BEGIN INFORMATION PROVIDED

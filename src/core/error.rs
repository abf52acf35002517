//! Error types for the logging bridge

pub type Result<T> = std::result::Result<T, LoggerError>;

#[derive(Debug, thiserror::Error)]
pub enum LoggerError {
    /// Generic IO error
    #[error("IO error: {0}")]
    IoError(#[from] std::io::Error),

    /// JSON serialization error
    #[error("JSON error: {0}")]
    JsonError(#[from] serde_json::Error),

    /// The structured logging capability could not be constructed
    #[error("{component} unavailable: {message}")]
    Unavailable { component: String, message: String },

    /// Appender returned an error while writing a record
    #[error("Appender '{appender}' failed: {message}")]
    AppenderFailed { appender: String, message: String },

    /// Appender panicked while writing a record
    #[error("Appender '{appender}' panicked: {message}")]
    AppenderPanicked { appender: String, message: String },

    /// Level name outside the canonical set
    #[error("Invalid log level: '{0}'")]
    UnknownLevel(String),

    /// Generic error
    #[error("{0}")]
    Other(String),
}

impl LoggerError {
    /// Create an unavailable-capability error
    pub fn unavailable(component: impl Into<String>, message: impl Into<String>) -> Self {
        LoggerError::Unavailable {
            component: component.into(),
            message: message.into(),
        }
    }

    /// Create an appender failure error
    pub fn appender(appender: impl Into<String>, message: impl Into<String>) -> Self {
        LoggerError::AppenderFailed {
            appender: appender.into(),
            message: message.into(),
        }
    }

    /// Create an appender panic error
    pub fn appender_panic(appender: impl Into<String>, message: impl Into<String>) -> Self {
        LoggerError::AppenderPanicked {
            appender: appender.into(),
            message: message.into(),
        }
    }

    /// Create a generic error
    pub fn other<S: Into<String>>(msg: S) -> Self {
        LoggerError::Other(msg.into())
    }
}

/// Render a panic payload captured by `catch_unwind`
pub(crate) fn panic_message(payload: &(dyn std::any::Any + Send)) -> String {
    if let Some(s) = payload.downcast_ref::<&str>() {
        s.to_string()
    } else if let Some(s) = payload.downcast_ref::<String>() {
        s.clone()
    } else {
        "Unknown panic".to_string()
    }
}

END INFORMATION PROVIDED

• _YOUR INSTRUCTIONS_:
Repeat each entry above exactly as it appears.

• _ANSWER TO THE PROBLEM_:
filename src/core/error.rs
repository abf52acf35002517
//! Error types for the logging bridge

pub type Result<T> = std::result::Result<T, LoggerError>;

#[derive(Debug, thiserror::Error)]
pub enum LoggerError {
    /// Generic IO error
    #[error("IO error: {0}")]
    IoError(#[from] std::io::Error),

    /// JSON serialization error
    #[error("JSON error: {0}")]
    JsonError(#[from] serde_json::Error),

    /// The structured logging capability could not be constructed
    #[error("{component} unavailable: {message}")]
    Unavailable { component: String, message: String },

    /// Appender returned an error while writing a record
    #[error("Appender '{appender}' failed: {message}")]
    AppenderFailed { appender: String, message: String },

    /// Appender panicked while writing a record
    #[error("Appender '{appender}' panicked: {message}")]
    AppenderPanicked { appender: String, message: String },

    /// Level name outside the canonical set
    #[error("Invalid log level: '{0}'")]
    UnknownLevel(String),

    /// Generic error
    #[error("{0}")]
    Other(String),
}

impl LoggerError {
    /// Create an unavailable-capability error
    pub fn unavailable(component: impl Into<String>, message: impl Into<String>) -> Self {
        LoggerError::Unavailable {
            component: component.into(),
            message: message.into(),
        }
    }

    /// Create an appender failure error
    pub fn appender(appender: impl Into<String>, message: impl Into<String>) -> Self {
        LoggerError::AppenderFailed {
            appender: appender.into(),
            message: message.into(),
        }
    }

    /// Create an appender panic error
    pub fn appender_panic(appender: impl Into<String>, message: impl Into<String>) -> Self {
        LoggerError::AppenderPanicked {
            appender: appender.into(),
            message: message.into(),
        }
    }

    /// Create a generic error
    pub fn other<S: Into<String>>(msg: S) -> Self {
        LoggerError::Other(msg.into())
    }
}

/// Render a panic payload captured by `catch_unwind`
pub(crate) fn panic_message(payload: &(dyn std::any::Any + Send)) -> String {
    if let Some(s) = payload.downcast_ref::<&str>() {
        s.to_string()
    } else if let Some(s) = payload.downcast_ref::<String>() {
        s.clone()
    } else {
        "Unknown panic".to_string()
    }
}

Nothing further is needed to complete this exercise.